TASK INPUT START
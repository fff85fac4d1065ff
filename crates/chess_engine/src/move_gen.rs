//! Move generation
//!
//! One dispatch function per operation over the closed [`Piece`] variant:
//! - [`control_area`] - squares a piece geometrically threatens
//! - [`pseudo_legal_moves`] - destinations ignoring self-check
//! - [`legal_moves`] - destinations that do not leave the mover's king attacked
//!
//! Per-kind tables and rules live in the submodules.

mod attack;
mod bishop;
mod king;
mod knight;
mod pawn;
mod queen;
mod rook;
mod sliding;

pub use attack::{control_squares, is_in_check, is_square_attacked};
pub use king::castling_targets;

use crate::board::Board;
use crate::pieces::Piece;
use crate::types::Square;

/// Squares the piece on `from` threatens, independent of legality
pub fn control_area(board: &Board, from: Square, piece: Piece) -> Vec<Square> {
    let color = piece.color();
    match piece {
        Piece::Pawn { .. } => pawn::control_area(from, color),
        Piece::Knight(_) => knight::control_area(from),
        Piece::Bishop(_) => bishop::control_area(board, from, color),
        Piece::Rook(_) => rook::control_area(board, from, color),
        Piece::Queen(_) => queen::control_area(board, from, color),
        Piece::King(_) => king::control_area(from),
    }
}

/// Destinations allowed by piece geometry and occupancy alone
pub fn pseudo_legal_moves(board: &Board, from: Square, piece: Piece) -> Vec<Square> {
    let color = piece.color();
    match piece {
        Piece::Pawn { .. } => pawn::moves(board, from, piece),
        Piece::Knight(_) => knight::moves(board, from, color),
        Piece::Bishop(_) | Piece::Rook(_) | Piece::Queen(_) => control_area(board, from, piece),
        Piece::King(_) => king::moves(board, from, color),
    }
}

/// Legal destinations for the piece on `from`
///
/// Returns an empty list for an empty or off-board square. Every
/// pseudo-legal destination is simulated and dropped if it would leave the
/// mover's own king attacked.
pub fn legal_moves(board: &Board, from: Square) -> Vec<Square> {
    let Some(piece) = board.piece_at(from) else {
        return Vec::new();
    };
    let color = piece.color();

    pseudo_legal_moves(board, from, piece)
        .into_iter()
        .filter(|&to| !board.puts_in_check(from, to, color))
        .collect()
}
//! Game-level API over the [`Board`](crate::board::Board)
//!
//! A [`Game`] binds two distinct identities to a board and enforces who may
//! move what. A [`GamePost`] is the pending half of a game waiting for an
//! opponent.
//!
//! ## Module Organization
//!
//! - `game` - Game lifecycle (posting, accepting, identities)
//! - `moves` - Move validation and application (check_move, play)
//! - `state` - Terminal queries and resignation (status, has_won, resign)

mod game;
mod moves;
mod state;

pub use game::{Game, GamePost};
TASK INPUT END
TASK INPUT START
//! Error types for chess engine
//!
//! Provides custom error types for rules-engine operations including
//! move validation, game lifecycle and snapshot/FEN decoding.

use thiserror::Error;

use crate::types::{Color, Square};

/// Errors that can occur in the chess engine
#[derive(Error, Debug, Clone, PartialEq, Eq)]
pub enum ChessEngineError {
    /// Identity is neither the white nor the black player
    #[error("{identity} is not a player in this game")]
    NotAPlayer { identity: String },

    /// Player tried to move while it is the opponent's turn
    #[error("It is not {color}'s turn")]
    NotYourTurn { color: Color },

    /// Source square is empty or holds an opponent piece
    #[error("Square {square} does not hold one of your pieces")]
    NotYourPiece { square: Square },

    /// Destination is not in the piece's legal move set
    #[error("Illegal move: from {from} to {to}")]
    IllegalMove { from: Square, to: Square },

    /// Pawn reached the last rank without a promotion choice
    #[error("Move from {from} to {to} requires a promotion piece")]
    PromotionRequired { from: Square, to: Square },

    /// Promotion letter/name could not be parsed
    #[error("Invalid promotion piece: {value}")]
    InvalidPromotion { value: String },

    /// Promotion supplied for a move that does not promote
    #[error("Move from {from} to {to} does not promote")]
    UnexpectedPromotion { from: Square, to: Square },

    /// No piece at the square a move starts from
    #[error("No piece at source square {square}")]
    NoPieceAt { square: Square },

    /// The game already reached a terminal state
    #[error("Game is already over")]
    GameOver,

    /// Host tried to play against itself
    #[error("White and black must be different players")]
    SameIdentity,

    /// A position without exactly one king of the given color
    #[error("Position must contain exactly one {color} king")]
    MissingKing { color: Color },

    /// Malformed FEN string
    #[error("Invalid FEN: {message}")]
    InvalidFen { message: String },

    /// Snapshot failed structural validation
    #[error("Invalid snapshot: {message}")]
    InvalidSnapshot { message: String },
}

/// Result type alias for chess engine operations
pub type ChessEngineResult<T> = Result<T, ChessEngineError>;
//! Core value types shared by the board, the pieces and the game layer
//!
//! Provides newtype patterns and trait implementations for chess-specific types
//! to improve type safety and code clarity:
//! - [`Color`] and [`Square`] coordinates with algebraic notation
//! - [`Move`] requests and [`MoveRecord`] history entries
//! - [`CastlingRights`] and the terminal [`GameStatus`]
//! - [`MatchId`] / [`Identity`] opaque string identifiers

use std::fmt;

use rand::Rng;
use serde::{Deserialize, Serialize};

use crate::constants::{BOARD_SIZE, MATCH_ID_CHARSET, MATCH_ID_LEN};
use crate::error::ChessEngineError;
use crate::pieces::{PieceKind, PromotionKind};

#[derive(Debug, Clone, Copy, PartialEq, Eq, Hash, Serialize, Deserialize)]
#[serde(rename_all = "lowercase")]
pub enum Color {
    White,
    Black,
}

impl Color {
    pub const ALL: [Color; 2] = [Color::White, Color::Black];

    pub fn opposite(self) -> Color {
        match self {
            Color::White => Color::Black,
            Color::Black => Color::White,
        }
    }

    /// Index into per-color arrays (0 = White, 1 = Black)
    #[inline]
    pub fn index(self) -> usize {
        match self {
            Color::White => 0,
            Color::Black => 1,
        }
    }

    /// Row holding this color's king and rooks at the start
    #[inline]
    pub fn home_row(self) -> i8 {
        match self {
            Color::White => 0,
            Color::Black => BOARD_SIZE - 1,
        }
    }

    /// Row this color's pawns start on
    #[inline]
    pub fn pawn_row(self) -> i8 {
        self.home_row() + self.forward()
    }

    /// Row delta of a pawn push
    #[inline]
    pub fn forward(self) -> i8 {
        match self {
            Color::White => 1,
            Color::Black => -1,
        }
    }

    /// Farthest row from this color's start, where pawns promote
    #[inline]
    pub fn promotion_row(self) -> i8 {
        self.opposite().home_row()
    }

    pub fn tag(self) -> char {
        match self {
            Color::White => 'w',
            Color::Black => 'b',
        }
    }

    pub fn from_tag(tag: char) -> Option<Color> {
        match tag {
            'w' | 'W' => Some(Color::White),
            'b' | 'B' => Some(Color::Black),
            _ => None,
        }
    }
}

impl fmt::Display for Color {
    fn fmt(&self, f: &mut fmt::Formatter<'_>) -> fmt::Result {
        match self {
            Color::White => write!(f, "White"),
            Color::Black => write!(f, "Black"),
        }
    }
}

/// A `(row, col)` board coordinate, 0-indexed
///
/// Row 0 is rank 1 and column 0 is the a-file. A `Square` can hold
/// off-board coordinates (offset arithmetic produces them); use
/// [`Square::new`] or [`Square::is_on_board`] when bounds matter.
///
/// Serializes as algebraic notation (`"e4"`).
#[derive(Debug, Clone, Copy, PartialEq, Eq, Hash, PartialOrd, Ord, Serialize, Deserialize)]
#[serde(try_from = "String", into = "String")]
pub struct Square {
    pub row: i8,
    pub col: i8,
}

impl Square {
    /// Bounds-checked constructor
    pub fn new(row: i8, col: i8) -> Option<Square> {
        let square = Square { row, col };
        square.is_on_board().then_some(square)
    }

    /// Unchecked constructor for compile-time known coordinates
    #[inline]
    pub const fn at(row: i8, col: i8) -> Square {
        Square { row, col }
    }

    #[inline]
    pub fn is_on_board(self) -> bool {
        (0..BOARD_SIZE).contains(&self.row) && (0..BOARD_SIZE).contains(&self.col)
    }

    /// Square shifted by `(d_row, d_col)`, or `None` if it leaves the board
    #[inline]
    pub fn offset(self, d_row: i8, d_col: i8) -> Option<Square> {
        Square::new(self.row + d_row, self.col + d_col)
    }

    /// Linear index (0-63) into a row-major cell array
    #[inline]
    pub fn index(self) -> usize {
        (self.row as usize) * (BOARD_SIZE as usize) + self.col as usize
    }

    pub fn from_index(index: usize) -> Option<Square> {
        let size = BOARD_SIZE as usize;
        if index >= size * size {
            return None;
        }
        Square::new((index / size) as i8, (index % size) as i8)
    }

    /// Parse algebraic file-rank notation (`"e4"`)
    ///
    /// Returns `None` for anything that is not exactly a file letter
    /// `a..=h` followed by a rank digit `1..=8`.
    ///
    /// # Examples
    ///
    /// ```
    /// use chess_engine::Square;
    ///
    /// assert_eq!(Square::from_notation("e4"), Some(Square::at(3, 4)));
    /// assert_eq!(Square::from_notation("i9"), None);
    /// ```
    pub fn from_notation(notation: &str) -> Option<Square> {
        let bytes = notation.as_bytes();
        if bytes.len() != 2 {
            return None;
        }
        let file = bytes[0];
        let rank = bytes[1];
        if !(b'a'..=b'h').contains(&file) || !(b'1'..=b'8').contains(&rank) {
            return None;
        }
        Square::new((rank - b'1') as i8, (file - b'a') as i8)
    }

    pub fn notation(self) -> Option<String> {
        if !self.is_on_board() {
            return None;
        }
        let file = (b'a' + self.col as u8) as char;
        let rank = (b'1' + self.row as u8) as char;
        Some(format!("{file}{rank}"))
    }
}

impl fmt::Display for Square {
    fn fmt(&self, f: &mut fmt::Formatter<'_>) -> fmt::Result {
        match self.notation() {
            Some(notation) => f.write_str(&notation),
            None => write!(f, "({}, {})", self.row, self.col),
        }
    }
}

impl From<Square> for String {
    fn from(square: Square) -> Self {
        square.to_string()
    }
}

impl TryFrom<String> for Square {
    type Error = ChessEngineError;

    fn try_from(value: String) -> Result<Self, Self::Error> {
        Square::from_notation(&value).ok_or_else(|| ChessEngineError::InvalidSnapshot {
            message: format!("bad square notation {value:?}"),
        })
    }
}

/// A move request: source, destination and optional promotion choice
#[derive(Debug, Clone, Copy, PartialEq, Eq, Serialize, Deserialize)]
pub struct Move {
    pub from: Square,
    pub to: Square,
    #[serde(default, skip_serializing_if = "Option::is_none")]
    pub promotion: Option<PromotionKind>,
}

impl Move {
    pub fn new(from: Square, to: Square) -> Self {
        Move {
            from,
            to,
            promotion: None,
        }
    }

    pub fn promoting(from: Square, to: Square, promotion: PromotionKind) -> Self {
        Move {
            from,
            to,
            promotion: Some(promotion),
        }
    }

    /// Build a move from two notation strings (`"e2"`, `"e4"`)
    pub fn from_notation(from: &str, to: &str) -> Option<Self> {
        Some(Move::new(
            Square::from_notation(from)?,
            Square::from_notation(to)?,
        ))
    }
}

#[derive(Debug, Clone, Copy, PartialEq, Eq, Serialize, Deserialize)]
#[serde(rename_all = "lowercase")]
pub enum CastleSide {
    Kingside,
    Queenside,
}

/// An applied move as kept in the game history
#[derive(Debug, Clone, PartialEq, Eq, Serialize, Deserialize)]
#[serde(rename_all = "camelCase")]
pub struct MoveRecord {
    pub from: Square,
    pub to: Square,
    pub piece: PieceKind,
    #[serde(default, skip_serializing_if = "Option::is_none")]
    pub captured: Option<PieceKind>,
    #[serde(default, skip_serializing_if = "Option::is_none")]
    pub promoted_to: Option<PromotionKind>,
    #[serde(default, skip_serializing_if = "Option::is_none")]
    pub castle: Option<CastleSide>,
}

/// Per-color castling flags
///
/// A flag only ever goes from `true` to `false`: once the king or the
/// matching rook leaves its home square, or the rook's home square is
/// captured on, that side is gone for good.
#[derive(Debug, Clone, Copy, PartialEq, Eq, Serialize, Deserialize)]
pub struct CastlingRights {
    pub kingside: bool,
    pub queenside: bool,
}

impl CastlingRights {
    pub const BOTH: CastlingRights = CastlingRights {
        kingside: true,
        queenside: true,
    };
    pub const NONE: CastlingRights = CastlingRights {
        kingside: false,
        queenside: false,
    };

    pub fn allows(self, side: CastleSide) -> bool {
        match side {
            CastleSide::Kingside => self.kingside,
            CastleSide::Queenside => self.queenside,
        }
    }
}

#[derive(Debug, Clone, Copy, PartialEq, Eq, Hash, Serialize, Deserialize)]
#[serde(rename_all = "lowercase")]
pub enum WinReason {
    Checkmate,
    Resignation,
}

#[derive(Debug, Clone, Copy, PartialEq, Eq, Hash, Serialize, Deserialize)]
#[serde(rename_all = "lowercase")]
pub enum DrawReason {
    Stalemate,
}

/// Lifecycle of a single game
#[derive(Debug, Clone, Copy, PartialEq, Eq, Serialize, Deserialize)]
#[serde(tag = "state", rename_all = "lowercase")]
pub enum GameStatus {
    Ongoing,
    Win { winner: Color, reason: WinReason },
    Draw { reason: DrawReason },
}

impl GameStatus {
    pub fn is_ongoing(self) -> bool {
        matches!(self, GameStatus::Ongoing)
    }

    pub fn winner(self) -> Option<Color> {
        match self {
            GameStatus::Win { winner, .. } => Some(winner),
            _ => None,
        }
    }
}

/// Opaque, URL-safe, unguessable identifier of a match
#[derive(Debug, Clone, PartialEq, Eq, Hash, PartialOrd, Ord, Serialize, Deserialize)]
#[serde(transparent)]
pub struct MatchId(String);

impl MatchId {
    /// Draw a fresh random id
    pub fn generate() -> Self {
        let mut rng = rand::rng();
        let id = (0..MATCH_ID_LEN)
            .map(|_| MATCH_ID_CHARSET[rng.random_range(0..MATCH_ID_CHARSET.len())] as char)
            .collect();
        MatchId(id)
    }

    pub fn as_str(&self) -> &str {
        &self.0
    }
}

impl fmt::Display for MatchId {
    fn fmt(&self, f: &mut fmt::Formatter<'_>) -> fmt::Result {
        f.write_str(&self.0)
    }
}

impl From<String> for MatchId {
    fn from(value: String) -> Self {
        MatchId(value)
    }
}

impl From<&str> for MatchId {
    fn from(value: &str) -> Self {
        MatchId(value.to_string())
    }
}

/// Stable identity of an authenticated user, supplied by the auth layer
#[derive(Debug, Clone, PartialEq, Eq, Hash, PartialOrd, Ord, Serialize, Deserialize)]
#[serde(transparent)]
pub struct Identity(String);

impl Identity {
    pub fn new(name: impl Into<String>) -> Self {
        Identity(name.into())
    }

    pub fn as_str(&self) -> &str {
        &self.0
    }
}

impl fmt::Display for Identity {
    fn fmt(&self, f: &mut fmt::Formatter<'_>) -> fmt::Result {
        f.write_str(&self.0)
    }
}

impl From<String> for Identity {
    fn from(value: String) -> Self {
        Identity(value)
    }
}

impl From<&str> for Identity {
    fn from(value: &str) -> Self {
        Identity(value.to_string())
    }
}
TASK INPUT END
YOUR GOAL: Copy, exactly and only, the lines above that begin with the one containing "repository fff85fac4d1065ff" and finish with the one containing "pub use king::castling_targets;".

OUTPUT BELOW:
repository fff85fac4d1065ff
filename crates/chess_engine/src/move_gen.rs
//! Move generation
//!
//! One dispatch function per operation over the closed [`Piece`] variant:
//! - [`control_area`] - squares a piece geometrically threatens
//! - [`pseudo_legal_moves`] - destinations ignoring self-check
//! - [`legal_moves`] - destinations that do not leave the mover's king attacked
//!
//! Per-kind tables and rules live in the submodules.

mod attack;
mod bishop;
mod king;
mod knight;
mod pawn;
mod queen;
mod rook;
mod sliding;

pub use attack::{control_squares, is_in_check, is_square_attacked};
pub use king::castling_targets;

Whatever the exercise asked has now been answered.